==== DATA FOR PROCESSING ====
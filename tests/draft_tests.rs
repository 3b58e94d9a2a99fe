//! Draft generation behavior against stubbed transports.

use std::sync::Arc;

use pretty_assertions::assert_eq;

use draftmail::config::AppConfig;
use draftmail::draft::{DraftGenerator, EmailRequest, Length, Tone};
use draftmail::error::GenerationError;
use draftmail::gemini::GeminiClient;
use draftmail::mocks::{FixedGenerator, MockHttpTransport};
use draftmail::transport::TransportError;

fn request() -> EmailRequest {
    EmailRequest {
        sender_name: "Alice".into(),
        sender_email: "alice@x.com".into(),
        recipient_name: "Bob".into(),
        recipient_email: "bob@x.com".into(),
        topic: "project update".into(),
        tone: Tone::Professional,
        length: Length::Short,
    }
}

fn gemini_json(text: &str) -> String {
    let escaped = text.replace('\\', "\\\\").replace('"', "\\\"").replace('\n', "\\n");
    format!(
        r#"{{"candidates":[{{"content":{{"parts":[{{"text":"{escaped}"}}],"role":"model"}},"finishReason":"STOP"}}]}}"#
    )
}

fn client_over(transport: Arc<MockHttpTransport>) -> GeminiClient {
    let config = Arc::new(AppConfig::builder().build().unwrap());
    GeminiClient::new(config, transport)
}

#[tokio::test]
async fn draft_equals_stubbed_output_exactly() {
    let generator = Arc::new(FixedGenerator::with_outputs([
        "Project Update",
        "Hi Bob,\n\nHere's the update.\n\nAlice",
    ]));
    let drafter = DraftGenerator::new(generator.clone());

    let draft = drafter.generate(&request()).await.unwrap();

    assert_eq!(draft.subject, "Project Update");
    assert_eq!(draft.body, "Hi Bob,\n\nHere's the update.\n\nAlice");

    // Subject prompt goes out first, body prompt second.
    let prompts = generator.prompts();
    assert_eq!(prompts.len(), 2);
    assert!(prompts[0].contains("email subject"));
    assert!(prompts[0].contains("project update"));
    assert!(prompts[1].contains("email body"));
    assert!(prompts[1].contains("Alice"));
    assert!(prompts[1].contains("Bob"));
}

#[tokio::test]
async fn generated_text_is_trimmed() {
    let transport = Arc::new(MockHttpTransport::new());
    transport.enqueue_json(200, &gemini_json("  Project Update \n"));
    transport.enqueue_json(200, &gemini_json("\n Hi Bob! \n\n"));

    let drafter = DraftGenerator::new(Arc::new(client_over(transport)));
    let draft = drafter.generate(&request()).await.unwrap();

    assert_eq!(draft.subject, "Project Update");
    assert_eq!(draft.body, "Hi Bob!");
}

#[tokio::test]
async fn requests_carry_api_key_and_model_endpoint() {
    let transport = Arc::new(MockHttpTransport::new());
    transport.enqueue_json(200, &gemini_json("subject"));
    transport.enqueue_json(200, &gemini_json("body"));

    let config = Arc::new(
        AppConfig::builder()
            .api_key(secrecy::SecretString::new("test-key".into()))
            .build()
            .unwrap(),
    );
    let drafter = DraftGenerator::new(Arc::new(GeminiClient::new(config, transport.clone())));
    drafter.generate(&request()).await.unwrap();

    let requests = transport.requests();
    assert_eq!(requests.len(), 2);
    for req in &requests {
        assert!(req.url.contains("/v1beta/models/gemini-2.5-flash:generateContent"));
        assert_eq!(req.headers.get("x-goog-api-key").map(String::as_str), Some("test-key"));
    }
}

#[tokio::test]
async fn body_failure_discards_the_whole_draft() {
    let transport = Arc::new(MockHttpTransport::new());
    transport.enqueue_json(200, &gemini_json("a fine subject"));
    transport.enqueue_error(TransportError::Timeout);

    let drafter = DraftGenerator::new(Arc::new(client_over(transport.clone())));
    let result = drafter.generate(&request()).await;

    assert!(matches!(result, Err(GenerationError::Transport(_))));
    // Both calls were attempted; nothing partial escapes.
    assert_eq!(transport.requests().len(), 2);
}

#[tokio::test]
async fn subject_failure_stops_before_the_body_call() {
    let transport = Arc::new(MockHttpTransport::new());
    transport.enqueue_json(403, r#"{"error":{"message":"API key not valid"}}"#);

    let drafter = DraftGenerator::new(Arc::new(client_over(transport.clone())));
    let result = drafter.generate(&request()).await;

    match result {
        Err(GenerationError::Api { status, message }) => {
            assert_eq!(status, 403);
            assert_eq!(message, "API key not valid");
        }
        other => panic!("unexpected result: {other:?}"),
    }
    assert_eq!(transport.requests().len(), 1);
}

#[tokio::test]
async fn blocked_response_surfaces_as_generation_error() {
    let transport = Arc::new(MockHttpTransport::new());
    transport.enqueue_json(200, r#"{"promptFeedback":{"blockReason":"SAFETY"}}"#);

    let drafter = DraftGenerator::new(Arc::new(client_over(transport)));
    let result = drafter.generate(&request()).await;

    assert!(matches!(result, Err(GenerationError::Blocked { .. })));
}

#[tokio::test]
async fn generation_works_over_real_http() {
    use wiremock::matchers::{header, method, path};
    use wiremock::{Mock, MockServer, ResponseTemplate};

    let server = MockServer::start().await;
    Mock::given(method("POST"))
        .and(path("/v1beta/models/gemini-2.5-flash:generateContent"))
        .and(header("x-goog-api-key", "test-key"))
        .respond_with(
            ResponseTemplate::new(200).set_body_raw(gemini_json("Hello from the wire"), "application/json"),
        )
        .expect(2)
        .mount(&server)
        .await;

    let config = Arc::new(
        AppConfig::builder()
            .api_key(secrecy::SecretString::new("test-key".into()))
            .base_url(&server.uri())
            .unwrap()
            .build()
            .unwrap(),
    );
    let transport = Arc::new(
        draftmail::transport::ReqwestTransport::new(
            std::time::Duration::from_secs(5),
            std::time::Duration::from_secs(5),
        )
        .unwrap(),
    );

    let drafter = DraftGenerator::new(Arc::new(GeminiClient::new(config, transport)));
    let draft = drafter.generate(&request()).await.unwrap();

    assert_eq!(draft.subject, "Hello from the wire");
    assert_eq!(draft.body, "Hello from the wire");
}
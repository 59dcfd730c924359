//! Lock-free SPSC ring buffer for interleaved stereo samples.
//!
//! Uses `ringbuf::HeapRb<f32>` which provides a wait-free `push_slice`
//! safe to call from the real-time audio callback. Samples are stored as
//! `[L, R, L, R, ..]` pairs regardless of the device channel count.

pub mod frame;

use ringbuf::{traits::Split, HeapRb};

pub use ringbuf::traits::{Consumer, Producer};

/// Type alias for the producer half, held by the audio callback thread.
pub type AudioProducer = ringbuf::HeapProd<f32>;

/// Type alias for the consumer half, held by the pipeline thread.
pub type AudioConsumer = ringbuf::HeapCons<f32>;

/// Buffer capacity: 2^18 = 262 144 f32 values ≈ 2.7 s of stereo at 48 kHz.
/// Frames are analysed as they arrive, so only scheduling jitter needs cover.
pub const RING_CAPACITY: usize = 1 << 18;

/// Create a matched producer/consumer pair backed by a heap-allocated ring buffer.
pub fn create_audio_ring() -> (AudioProducer, AudioConsumer) {
    HeapRb::<f32>::new(RING_CAPACITY).split()
}
//! Spectrum → normalized loudness.

use super::spectrum::{SpectrumBuffer, FULL_SCALE};

/// `sum(bins) / (len × FULL_SCALE)`, clamped to `[0, 1]`. Empty → 0.
pub fn average_volume(spectrum: &SpectrumBuffer) -> f32 {
    if spectrum.is_empty() {
        return 0.0;
    }
    (spectrum.total() / (spectrum.len() as f32 * FULL_SCALE)).clamp(0.0, 1.0)
}

/// Loudness of both channels for the current frame.
#[derive(Debug, Clone, Copy, PartialEq)]
pub struct ChannelVolumes {
    pub left: f32,
    pub right: f32,
}

impl ChannelVolumes {
    pub fn new(left: f32, right: f32) -> Self {
        Self { left, right }
    }

    pub fn measure(left: &SpectrumBuffer, right: &SpectrumBuffer) -> Self {
        Self::new(average_volume(left), average_volume(right))
    }

    /// Mean of both channels.
    pub fn total(&self) -> f32 {
        (self.left + self.right) / 2.0
    }

    pub fn max(&self) -> f32 {
        self.left.max(self.right)
    }

    /// `right - left`; positive means the right channel is louder.
    pub fn difference(&self) -> f32 {
        self.right - self.left
    }
}
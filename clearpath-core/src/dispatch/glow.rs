//! Visual glow cues.

use serde::{Deserialize, Serialize};
use tokio::sync::broadcast;

use crate::analysis::SoundType;

/// Renderer-facing description of one directional glow.
#[derive(Debug, Clone, PartialEq, Serialize, Deserialize)]
#[serde(rename_all = "camelCase")]
pub struct GlowCue {
    pub angle_degrees: f32,
    pub intensity: f32,
    pub duration_ms: u64,
    pub sound_type: SoundType,
}

/// Receives glow requests for the AR/visual layer.
pub trait GlowSink: Send + 'static {
    fn notify(&mut self, angle_degrees: f32, intensity: f32, duration_ms: u64, sound_type: SoundType);
}

/// Publishes cues on a tokio broadcast channel; lagging renderers miss cues.
pub struct BroadcastGlowSink {
    tx: broadcast::Sender<GlowCue>,
}

impl BroadcastGlowSink {
    pub fn new(capacity: usize) -> Self {
        let (tx, _) = broadcast::channel(capacity.max(1));
        Self { tx }
    }

    pub fn subscribe(&self) -> broadcast::Receiver<GlowCue> {
        self.tx.subscribe()
    }
}

impl GlowSink for BroadcastGlowSink {
    fn notify(&mut self, angle_degrees: f32, intensity: f32, duration_ms: u64, sound_type: SoundType) {
        // No subscribers is fine.
        let _ = self.tx.send(GlowCue {
            angle_degrees,
            intensity,
            duration_ms,
            sound_type,
        });
    }
}

/// Sink that discards every cue.
#[derive(Debug, Default)]
pub struct NullGlowSink;

impl GlowSink for NullGlowSink {
    fn notify(&mut self, _: f32, _: f32, _: u64, _: SoundType) {}
}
====
Lines from the start of the entries through the one containing "assert_eq!(prompts.len(), 2);" are to be set down again exactly, both ends included.

filename tests/draft_tests.rs
repository 3b58e94d9a2a99fe
//! Draft generation behavior against stubbed transports.

use std::sync::Arc;

use pretty_assertions::assert_eq;

use draftmail::config::AppConfig;
use draftmail::draft::{DraftGenerator, EmailRequest, Length, Tone};
use draftmail::error::GenerationError;
use draftmail::gemini::GeminiClient;
use draftmail::mocks::{FixedGenerator, MockHttpTransport};
use draftmail::transport::TransportError;

fn request() -> EmailRequest {
    EmailRequest {
        sender_name: "Alice".into(),
        sender_email: "alice@x.com".into(),
        recipient_name: "Bob".into(),
        recipient_email: "bob@x.com".into(),
        topic: "project update".into(),
        tone: Tone::Professional,
        length: Length::Short,
    }
}

fn gemini_json(text: &str) -> String {
    let escaped = text.replace('\\', "\\\\").replace('"', "\\\"").replace('\n', "\\n");
    format!(
        r#"{{"candidates":[{{"content":{{"parts":[{{"text":"{escaped}"}}],"role":"model"}},"finishReason":"STOP"}}]}}"#
    )
}

fn client_over(transport: Arc<MockHttpTransport>) -> GeminiClient {
    let config = Arc::new(AppConfig::builder().build().unwrap());
    GeminiClient::new(config, transport)
}

#[tokio::test]
async fn draft_equals_stubbed_output_exactly() {
    let generator = Arc::new(FixedGenerator::with_outputs([
        "Project Update",
        "Hi Bob,\n\nHere's the update.\n\nAlice",
    ]));
    let drafter = DraftGenerator::new(generator.clone());

    let draft = drafter.generate(&request()).await.unwrap();

    assert_eq!(draft.subject, "Project Update");
    assert_eq!(draft.body, "Hi Bob,\n\nHere's the update.\n\nAlice");

    // Subject prompt goes out first, body prompt second.
    let prompts = generator.prompts();
    assert_eq!(prompts.len(), 2);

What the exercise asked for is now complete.